Besides Second Harvest, which usually only sees one-time volunteer opportunities due to transportation logistics, Barker shared a host of other local community engagement options for Macalester students and groups.
“In the fall, usually, we have an opportunity with Neighborhood House where students can go to the farmer’s market on a weekly basis. [They] collect the leftover food that wasn’t sold at the farmer’s market that vendors are willing to donate,” she said. “Then they package that up. They bring it to Neighborhood House, and they stock the food shelf there.”
Tulu also mentioned a new opportunity — Open Arms — that is being run through the health and wellness issue area.
Open Arms is a Minnesota nonprofit which “grows, prepares and delivers free, delicious, medically-tailored meals to people living with life-threatening illnesses in the greater Twin Cities area,” Tulu wrote in her January newsletter on health and wellness opportunities.
In addition to these opportunities, Macalester runs the Gary Erickson Empty Bowls Fundraiser every year which raises money and awareness around local food insecurity and hunger issues. This year the money raised during the event on March 29 will benefit the Hallie Q. Brown Community Center in the Rondo neighborhood.

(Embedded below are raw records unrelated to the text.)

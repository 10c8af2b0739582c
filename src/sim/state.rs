//! Game state and core simulation types
//!
//! One mutable aggregate owns every entity collection and scalar; the
//! tick driver is the only mutator, collaborators read it afterwards.

use glam::Vec2;
use rand::{Rng, SeedableRng};
use rand_pcg::Pcg32;

use crate::consts::*;
use crate::tuning::Tuning;

/// Discrete triggers for the audio collaborator
///
/// Collected during a tick, cleared at the start of the next one. The
/// core names the moment; sound design belongs to the listener.
#[derive(Debug, Clone, Copy, PartialEq, Eq)]
pub enum GameEvent {
    ShotFired,
    Explosion,
}

/// Enemy variants
#[derive(Debug, Clone, Copy, PartialEq, Eq)]
pub enum EnemyKind {
    Scout,
    Heavy,
}

impl EnemyKind {
    /// Hits needed to destroy this kind
    pub fn base_health(self) -> i32 {
        match self {
            EnemyKind::Scout => 1,
            EnemyKind::Heavy => 2,
        }
    }
}

/// A player shot, already in screen space
#[derive(Debug, Clone, PartialEq)]
pub struct Bullet {
    pub pos: Vec2,
    /// Shrinks each tick to fake receding into the distance
    pub size: f32,
    /// Lateral velocity; only the diagonal shots of a level-4+ volley
    /// carry a nonzero drift
    pub drift: f32,
}

/// An enemy car closing in from the horizon
#[derive(Debug, Clone, PartialEq)]
pub struct Enemy {
    pub z: f32,
    /// Depth-space lateral offset, projected like everything else
    pub x_offset: f32,
    pub kind: EnemyKind,
    pub health: i32,
    /// Re-armed to the tick clock after each volley; jittered at spawn
    pub last_fire_ms: f64,
}

/// An enemy shot, in screen space, growing as it approaches
#[derive(Debug, Clone, PartialEq)]
pub struct EnemyBullet {
    pub pos: Vec2,
    pub size: f32,
    pub damage: i32,
}

/// Roadside scenery; never collides
///
/// The size multipliers and window seed are rolled once at spawn and
/// passed through untouched so the renderer can draw a stable facade.
#[derive(Debug, Clone, PartialEq)]
pub struct Building {
    pub z: f32,
    /// -1.0 = left of the road, +1.0 = right
    pub side: f32,
    pub w_mult: f32,
    pub h_mult: f32,
    pub window_seed: u8,
}

/// A weapon pickup left behind by a destroyed enemy
#[derive(Debug, Clone, PartialEq)]
pub struct Powerup {
    pub z: f32,
    pub x_offset: f32,
}

/// A single explosion particle
#[derive(Debug, Clone, PartialEq)]
pub struct Particle {
    pub pos: Vec2,
    pub vel: Vec2,
    /// 1.0 at birth, fades linearly to 0
    pub life: f32,
    /// Packed 0xRRGGBB for the renderer's glow lookup
    pub color: u32,
    pub size: f32,
}

/// A backdrop star, fixed at construction
///
/// Renderer-only data; the core generates the field once and never
/// touches it again.
#[derive(Debug, Clone, PartialEq)]
pub struct Star {
    pub pos: Vec2,
    pub size: f32,
    pub blink_offset: f32,
}

/// Named spawn/fire gates, all measured against the tick clock
#[derive(Debug, Clone, Copy, PartialEq, Default)]
pub struct Cooldowns {
    pub last_fire_ms: f64,
    pub last_enemy_ms: f64,
    pub last_building_ms: f64,
}

/// Whether a wall-clock gate has elapsed
///
/// A satisfied gate fires once and re-arms to `now`, never to
/// `last + interval`; a stalled frame therefore costs at most one
/// spawn, not a burst of catch-up spawns.
#[inline]
pub fn gate_ready(now_ms: f64, last_ms: f64, interval_ms: f64) -> bool {
    now_ms - last_ms > interval_ms
}

/// Complete game state
#[derive(Debug, Clone, PartialEq)]
pub struct GameState {
    /// Run seed; `reset` reseeds the RNG from it
    pub seed: u64,
    pub tuning: Tuning,
    /// Ticks advanced since start; frozen while game over
    pub tick_count: u64,

    pub player_x: f32,
    pub health: i32,
    pub fire_level: u32,
    pub score: u64,
    /// Global depth-advance rate, constant for the run
    pub speed: f32,
    /// Backdrop scroll phase, wraps at 1; no gameplay effect
    pub grid_offset: f32,
    pub shake_intensity: f32,
    pub game_over: bool,
    pub cooldowns: Cooldowns,

    pub bullets: Vec<Bullet>,
    pub enemies: Vec<Enemy>,
    pub enemy_bullets: Vec<EnemyBullet>,
    pub buildings: Vec<Building>,
    pub powerups: Vec<Powerup>,
    pub particles: Vec<Particle>,
    pub stars: Vec<Star>,

    /// Audio triggers emitted during the last tick
    pub events: Vec<GameEvent>,

    pub(crate) rng: Pcg32,
}

impl GameState {
    /// Create a fresh run with default tuning
    pub fn new(seed: u64) -> Self {
        Self::with_tuning(seed, Tuning::default())
    }

    /// Create a fresh run with the given tuning
    pub fn with_tuning(seed: u64, tuning: Tuning) -> Self {
        let mut rng = Pcg32::seed_from_u64(seed);
        let stars = (0..STAR_COUNT)
            .map(|_| Star {
                pos: Vec2::new(
                    rng.random::<f32>() * VIEW_WIDTH,
                    rng.random::<f32>() * STAR_FIELD_HEIGHT,
                ),
                size: rng.random::<f32>() * 2.0,
                blink_offset: rng.random::<f32>() * std::f32::consts::TAU,
            })
            .collect();

        Self {
            seed,
            speed: tuning.scroll_speed,
            tuning,
            tick_count: 0,
            player_x: CENTER_X,
            health: PLAYER_START_HEALTH,
            fire_level: 1,
            score: 0,
            grid_offset: 0.0,
            shake_intensity: 0.0,
            game_over: false,
            cooldowns: Cooldowns::default(),
            bullets: Vec::new(),
            enemies: Vec::new(),
            enemy_bullets: Vec::new(),
            buildings: Vec::new(),
            powerups: Vec::new(),
            particles: Vec::new(),
            stars,
            events: Vec::new(),
            rng,
        }
    }

    /// Reinitialize the run in place, returning to Playing
    ///
    /// Every scalar and collection goes back to its start value; the
    /// RNG is reseeded from the original seed.
    pub fn reset(&mut self) {
        *self = Self::with_tuning(self.seed, self.tuning.clone());
    }

    /// Burst of neon particles at a kill/hit point
    pub fn spawn_burst(&mut self, at: Vec2, color: u32) {
        for _ in 0..BURST_COUNT {
            self.particles.push(Particle {
                pos: at,
                vel: Vec2::new(
                    (self.rng.random::<f32>() - 0.5) * 10.0,
                    (self.rng.random::<f32>() - 0.5) * 10.0,
                ),
                life: 1.0,
                color,
                size: self.rng.random::<f32>() * 4.0 + 2.0,
            });
        }
        self.events.push(GameEvent::Explosion);
    }

    /// Whether the health bar should show the warning color
    pub fn low_health(&self) -> bool {
        self.health < LOW_HEALTH_THRESHOLD
    }
}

“[Empty Bowls] is a fundraiser around the intersection of economic justice and food and art with the bowls,” Johnson added
The CEC works with the Hallie Q. Brown Community Center in other ways as well.
“In the past we’ve done a collaboration with MacSHARE, so students who are attending MacSHARE sales can buy extra produce there and then we’ll donate it to Hallie Q. Brown. [It]’s a community development organization. But they also have a food shelf, and they’re just a couple of miles from here in St. Paul,” Barker said. “So that’s a food pantry that would service Macalester students if they didn’t live on Macalester’s campus.”

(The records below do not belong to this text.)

//! Wall-clock-gated entity creation
//!
//! Each kind spawns on its own named gate, all compared against the
//! single clock reading the driver takes at tick start. Gates re-arm
//! to `now` when they fire (see `gate_ready`), so timing is wall-clock
//! based rather than frame-count based.
//!
//! Powerups are the one creation with no gate here: they drop as a
//! side effect of kills, in the collision pass.

use glam::Vec2;
use rand::Rng;

use crate::consts::*;

use super::projection::project;
use super::state::{Building, Enemy, EnemyBullet, EnemyKind, GameState, gate_ready};

/// Run all spawn gates for this tick
pub fn run(state: &mut GameState, now_ms: f64) {
    spawn_enemy(state, now_ms);
    spawn_building(state, now_ms);
    enemy_fire(state, now_ms);
}

fn spawn_enemy(state: &mut GameState, now_ms: f64) {
    if !gate_ready(now_ms, state.cooldowns.last_enemy_ms, state.tuning.enemy_spawn_ms) {
        return;
    }
    let kind = if state.rng.random::<f32>() < state.tuning.heavy_chance {
        EnemyKind::Heavy
    } else {
        EnemyKind::Scout
    };
    state.enemies.push(Enemy {
        z: 0.0,
        x_offset: (state.rng.random::<f32>() - 0.5) * state.tuning.enemy_lane_spread,
        kind,
        health: kind.base_health(),
        // Stagger the first volley so a fresh pack never fires in sync
        last_fire_ms: now_ms + state.rng.random::<f64>() * state.tuning.enemy_fire_jitter_ms,
    });
    state.cooldowns.last_enemy_ms = now_ms;
}

fn spawn_building(state: &mut GameState, now_ms: f64) {
    if !gate_ready(now_ms, state.cooldowns.last_building_ms, state.tuning.building_spawn_ms) {
        return;
    }
    state.buildings.push(Building {
        z: 0.0,
        side: if state.rng.random_bool(0.5) { 1.0 } else { -1.0 },
        // Width 70-130%, height 50-200%; rolled once, never resampled
        w_mult: 0.7 + state.rng.random::<f32>() * 0.6,
        h_mult: 0.5 + state.rng.random::<f32>() * 1.5,
        window_seed: state.rng.random_range(0..10),
    });
    state.cooldowns.last_building_ms = now_ms;
}

/// Volley fire from enemies inside the visible depth band
///
/// The first volley is jittered at spawn; every one after that comes
/// at the fixed interval.
fn enemy_fire(state: &mut GameState, now_ms: f64) {
    for enemy in &mut state.enemies {
        if !gate_ready(now_ms, enemy.last_fire_ms, state.tuning.enemy_fire_ms) {
            continue;
        }
        if enemy.z <= ENEMY_FIRE_BAND.0 || enemy.z >= ENEMY_FIRE_BAND.1 {
            continue;
        }
        let muzzle = project(enemy.z, enemy.x_offset);
        match enemy.kind {
            EnemyKind::Scout => {
                state.enemy_bullets.push(EnemyBullet {
                    pos: muzzle,
                    size: 5.0 * enemy.z,
                    damage: state.tuning.scout_damage,
                });
            }
            EnemyKind::Heavy => {
                // Twin muzzles on the hull edges
                let offset = HEAVY_MUZZLE_OFFSET * enemy.z;
                for dx in [-offset, offset] {
                    state.enemy_bullets.push(EnemyBullet {
                        pos: muzzle + Vec2::new(dx, 0.0),
                        size: 8.0 * enemy.z,
                        damage: state.tuning.heavy_damage,
                    });
                }
            }
        }
        enemy.last_fire_ms = now_ms;
    }
}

The CEC and MacSHARE collaborated last semester as well for the sustainability dinner during Macalester’s Hunger and Homelessness Week in Nov., which benefited Second Harvest. MacSHARE is the student-run bulk buying grocery group which runs sales in the Janet Wallace Art Commons throughout the semester.
“We did, in the fall this year, a lot of one time events for hunger and homeless awareness,” Barker said. “One of the events we did was we made a fall sustainable dinner so local produce sourced from MacSHARE that was also seasonal. Then we had students and faculty come — and there was a suggested donation to Second Harvest — for soup and salad and bread.”
Barker is also organizing a one-time event this semester called “Burst the Bubble.” It will happen on Feb. 29, and will include many one-time volunteering opportunities for students who are interested in getting more involved with the larger Twin Cities community. One option will be Second Harvest.
There are many ways for students interested in food justice and more to get involved.
“I would either stop in or use the CEC at Macalester email, and we can figure out who’s the person who’s focused on things you’re interested in and what opportunities are going on right now,” Johnson said. “I think that using the general CEC email or stopping in at the third floor of Markim [Hall] is the best way to find out what possibilities there are.”